In 2014, there were 1.4 million reported cases of chlamydia in the United States. While this bacterial infection can be easily treated with antibiotics, it often goes undiagnosed because many people show no symptoms. Untreated chlamydia can lead to pelvic inflammatory disease, which can leave scar tissue in the fallopian tubes or uterus and ultimately result in infertility.

The experimental vaccine was created by Canadian researchers who used pieces of the bacteria that causes chlamydia to form an antigen they called BD584. The hope was that the antigen could prompt the body’s immune system to fight the chlamydia bacteria if exposed to it.

Researchers gave BD584 to mice using a nasal spray, and then exposed them to chlamydia. The results were very promising. The mice who received the spray cleared the infection faster than the mice who did not. Moreover, the mice given the nasal spray were less likely to show symptoms of infection, such as bacterial shedding from the vagina or fluid blockages of the fallopian tubes.

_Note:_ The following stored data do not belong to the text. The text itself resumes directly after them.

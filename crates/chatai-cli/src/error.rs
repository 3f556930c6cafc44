use chatai_client::ChatError;
use colored::Colorize;

pub fn handle_error(err: anyhow::Error) -> ! {
    eprintln!("{} {:#}", "Error:".red().bold(), err);

    let status = err.downcast_ref::<ChatError>().and_then(ChatError::status);
    if matches!(status, Some(401) | Some(403)) {
        eprintln!("\n{}", "Suggestion:".yellow().bold());
        eprintln!("  Your session may have expired. Sign in again with:");
        eprintln!("  {} chatai login --email <email>", "$".dimmed());
    }

    let msg = format!("{err:#}").to_lowercase();

    if msg.contains("no model selected") {
        eprintln!("\n{}", "Suggestion:".yellow().bold());
        eprintln!("  List available models with:");
        eprintln!("  {} chatai models", "$".dimmed());
    }

    if msg.contains("connection refused") || msg.contains("transport error") {
        eprintln!("\n{}", "Suggestion:".yellow().bold());
        eprintln!("  Check that the chat server is running and --base-url is correct.");
    }

    std::process::exit(1);
}
use anyhow::Result;
use comfy_table::Table;

pub fn print_table(table: Table) -> Result<()> {
    println!("{table}");
    Ok(())
}
#[cfg(test)]
mod tests {
    use super::*;
    use crate::config::ClientConfig;
    use crate::message::{Conversation, Role};
    use futures::stream;

    fn frame(content: &str) -> String {
        format!(
            "data:{}\n\n",
            serde_json::json!({"choices": [{"delta": {"content": content}}]})
        )
    }

    fn base() -> Vec<Message> {
        vec![Message::system("Be terse."), Message::user("2+2?")]
    }

    fn chunks(parts: Vec<String>) -> Vec<std::result::Result<Vec<u8>, String>> {
        parts.into_iter().map(|p| Ok(p.into_bytes())).collect()
    }

    async fn collect(mut body: SnapshotStream) -> (Vec<Snapshot>, Option<ChatError>) {
        let mut snapshots = Vec::new();
        while let Some(item) = body.next().await {
            match item {
                Ok(snapshot) => snapshots.push(snapshot),
                Err(e) => return (snapshots, Some(e)),
            }
        }
        (snapshots, None)
    }

    fn reply_text(snapshot: &Snapshot) -> &str {
        snapshot.assistant().map(|m| m.content.as_str()).unwrap_or("")
    }

    #[tokio::test]
    async fn final_content_is_concatenation_in_order() {
        let tracker = SessionTracker::new();
        let body = stream::iter(chunks(vec![
            frame("Hel"),
            frame(""),
            frame("lo"),
            frame(", world"),
        ]));
        let (snapshots, error) = collect(fold_body(
            tracker.clone(),
            base(),
            body,
            MarkerMode::Validated,
            CancellationToken::new(),
        ))
        .await;

        assert!(error.is_none());
        assert_eq!(snapshots.len(), 4);
        assert_eq!(reply_text(snapshots.last().unwrap()), "Hello, world");
        assert_eq!(tracker.lock().state, SessionState::Completed);
    }

    #[tokio::test]
    async fn reply_replaces_rather_than_duplicates() {
        let body = stream::iter(chunks(vec![frame("a"), frame("b"), frame("c")]));
        let (snapshots, _) = collect(fold_body(
            SessionTracker::new(),
            base(),
            body,
            MarkerMode::Validated,
            CancellationToken::new(),
        ))
        .await;

        let mut previous_len = 0;
        for snapshot in &snapshots {
            let assistants = snapshot
                .messages()
                .iter()
                .filter(|m| m.role == Role::Assistant)
                .count();
            assert_eq!(assistants, 1);
            assert_eq!(snapshot.len(), 3);
            let len = reply_text(snapshot).len();
            assert!(len >= previous_len);
            previous_len = len;
        }
    }

    #[tokio::test]
    async fn malformed_frame_between_good_frames_is_skipped() {
        let tracker = SessionTracker::new();
        let body = stream::iter(chunks(vec![
            frame("left"),
            "data:{not json}\n\n".to_string(),
            frame("right"),
        ]));
        let (snapshots, error) = collect(fold_body(
            tracker.clone(),
            base(),
            body,
            MarkerMode::Validated,
            CancellationToken::new(),
        ))
        .await;

        assert!(error.is_none());
        assert_eq!(snapshots.len(), 2);
        assert_eq!(reply_text(&snapshots[1]), "leftright");
        let stats = tracker.lock().stats;
        assert_eq!(stats.frames, 3);
        assert_eq!(stats.malformed_frames, 1);
        assert!(!stats.all_frames_malformed());
    }

    #[tokio::test]
    async fn frames_split_mid_character_and_mid_line() {
        let whole = format!("{}{}", frame("naïve "), frame("🦀"));
        let bytes = whole.into_bytes();
        let parts: Vec<std::result::Result<Vec<u8>, String>> =
            bytes.chunks(3).map(|c| Ok(c.to_vec())).collect();

        let (snapshots, error) = collect(fold_body(
            SessionTracker::new(),
            base(),
            stream::iter(parts),
            MarkerMode::Validated,
            CancellationToken::new(),
        ))
        .await;

        assert!(error.is_none());
        assert_eq!(reply_text(snapshots.last().unwrap()), "naïve 🦀");
    }

    #[tokio::test]
    async fn read_error_keeps_partial_reply() {
        let tracker = SessionTracker::new();
        let body = stream::iter(vec![
            Ok(frame("partial").into_bytes()),
            Err("connection reset".to_string()),
            Ok(frame("never").into_bytes()),
        ]);
        let (snapshots, error) = collect(fold_body(
            tracker.clone(),
            base(),
            body,
            MarkerMode::Validated,
            CancellationToken::new(),
        ))
        .await;

        assert!(matches!(error, Some(ChatError::Read(ref msg)) if msg == "connection reset"));
        assert_eq!(snapshots.len(), 1);
        let record = tracker.lock();
        assert_eq!(record.state, SessionState::Failed);
        assert_eq!(
            record.last_snapshot.as_ref().map(reply_text),
            Some("partial")
        );
    }

    #[tokio::test]
    async fn cancel_after_frames_yields_cancelled() {
        let tracker = SessionTracker::new();
        let cancel = CancellationToken::new();
        let body = stream::iter(chunks(vec![frame("one "), frame("two")]))
            .chain(stream::pending());
        let mut snapshots = fold_body(
            tracker.clone(),
            base(),
            body,
            MarkerMode::Validated,
            cancel.clone(),
        );

        assert_eq!(reply_text(&snapshots.next().await.unwrap().unwrap()), "one ");
        assert_eq!(reply_text(&snapshots.next().await.unwrap().unwrap()), "one two");
        cancel.cancel();
        assert!(matches!(snapshots.next().await, Some(Err(ChatError::Cancelled))));
        assert!(snapshots.next().await.is_none());

        let record = tracker.lock();
        assert_eq!(record.state, SessionState::Failed);
        assert_eq!(record.last_snapshot.as_ref().map(reply_text), Some("one two"));
    }

    #[tokio::test]
    async fn bytes_without_frames_still_pass_through_streaming() {
        let tracker = SessionTracker::new();
        let body = stream::iter(chunks(vec![": keep-alive\n\n".to_string()]));
        let (snapshots, error) = collect(fold_body(
            tracker.clone(),
            base(),
            body,
            MarkerMode::Validated,
            CancellationToken::new(),
        ))
        .await;

        assert!(snapshots.is_empty());
        assert!(error.is_none());
        let record = tracker.lock();
        assert_eq!(record.state, SessionState::Completed);
        assert_eq!(record.stats.chunks, 1);
    }

    #[tokio::test]
    async fn every_frame_malformed_is_visible_in_stats() {
        let tracker = SessionTracker::new();
        let body = stream::iter(chunks(vec!["garbage\n".to_string(), "more\n".to_string()]));
        let (snapshots, _) = collect(fold_body(
            tracker.clone(),
            base(),
            body,
            MarkerMode::Validated,
            CancellationToken::new(),
        ))
        .await;

        assert!(snapshots.is_empty());
        assert!(tracker.lock().stats.all_frames_malformed());
    }

    #[tokio::test]
    async fn fixed_offset_mode_reads_unmarked_frames() {
        let body = stream::iter(chunks(vec![
            "XXXXX{\"choices\":[{\"delta\":{\"content\":\"raw\"}}]}".to_string(),
        ]));
        let (snapshots, _) = collect(fold_body(
            SessionTracker::new(),
            base(),
            body,
            MarkerMode::FixedOffset,
            CancellationToken::new(),
        ))
        .await;

        assert_eq!(reply_text(snapshots.last().unwrap()), "raw");
    }

    #[tokio::test]
    async fn unterminated_frame_per_chunk_is_read_chunk_by_chunk() {
        for mode in [MarkerMode::FixedOffset, MarkerMode::Validated] {
            let tracker = SessionTracker::new();
            let body = stream::iter(chunks(vec![
                frame("a").trim_end().to_string(),
                frame("b").trim_end().to_string(),
            ]));
            let (snapshots, error) = collect(fold_body(
                tracker.clone(),
                base(),
                body,
                mode,
                CancellationToken::new(),
            ))
            .await;

            assert!(error.is_none());
            assert_eq!(snapshots.len(), 2, "{mode:?}");
            assert_eq!(reply_text(&snapshots[1]), "ab");
            let record = tracker.lock();
            assert_eq!(record.stats.frames, 2);
            assert_eq!(record.stats.malformed_frames, 0);
            assert_eq!(record.state, SessionState::Completed);
        }
    }

    #[tokio::test]
    async fn dropping_stream_mid_body_fails_session() {
        let tracker = SessionTracker::new();
        let body = stream::iter(chunks(vec![frame("half")])).chain(stream::pending());
        let mut snapshots = fold_body(
            tracker.clone(),
            base(),
            body,
            MarkerMode::Validated,
            CancellationToken::new(),
        );

        assert_eq!(reply_text(&snapshots.next().await.unwrap().unwrap()), "half");
        assert_eq!(tracker.lock().state, SessionState::Streaming);
        drop(snapshots);

        let record = tracker.lock();
        assert_eq!(record.state, SessionState::Failed);
        assert_eq!(record.last_snapshot.as_ref().map(reply_text), Some("half"));
    }

    #[tokio::test]
    async fn dropping_completed_stream_keeps_completed() {
        let tracker = SessionTracker::new();
        let body = stream::iter(chunks(vec![frame("done")]));
        let (_, error) = collect(fold_body(
            tracker.clone(),
            base(),
            body,
            MarkerMode::Validated,
            CancellationToken::new(),
        ))
        .await;

        assert!(error.is_none());
        assert_eq!(tracker.lock().state, SessionState::Completed);
    }

    #[test]
    fn send_rejects_invalid_turns() {
        let api = ApiClient::new(ClientConfig::default()).unwrap();
        let session = api.session(CompletionOptions::default());

        let err = session
            .send(ChatTurn::new(Conversation::new(), "hi", "  "), &Credentials::anonymous())
            .err()
            .unwrap();
        assert!(matches!(err, ChatError::InvalidRequest(_)));

        let err = session
            .send(ChatTurn::new(Conversation::new(), " \n", "m"), &Credentials::anonymous())
            .err()
            .unwrap();
        assert!(matches!(err, ChatError::InvalidRequest(_)));
        assert_eq!(session.state(), SessionState::Idle);
    }

    #[test]
    fn second_send_on_one_session_is_rejected() {
        let api = ApiClient::new(ClientConfig::default()).unwrap();
        let session = api.session(CompletionOptions::default());
        let turn = ChatTurn::new(Conversation::new(), "hi", "m");

        let _stream = session.send(turn.clone(), &Credentials::anonymous()).unwrap();
        let err = session.send(turn, &Credentials::anonymous()).err().unwrap();
        assert!(matches!(err, ChatError::SessionInUse(SessionState::Idle)));
    }
}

There are many steps to go before this vaccine could become available. The researchers need to test it on other strains of the bacteria and in other animals before testing it in humans. And, of course, experience with the HPV vaccine shows that there’s work to be done to make sure people get vaccines that prevent STIs even after they’re invented. Nonetheless, a vaccine to prevent chlamydia would be a great victory in our ongoing fight against STIs and their health consequences, and we here at This Week in Sex are happy to end on a bit of a positive note.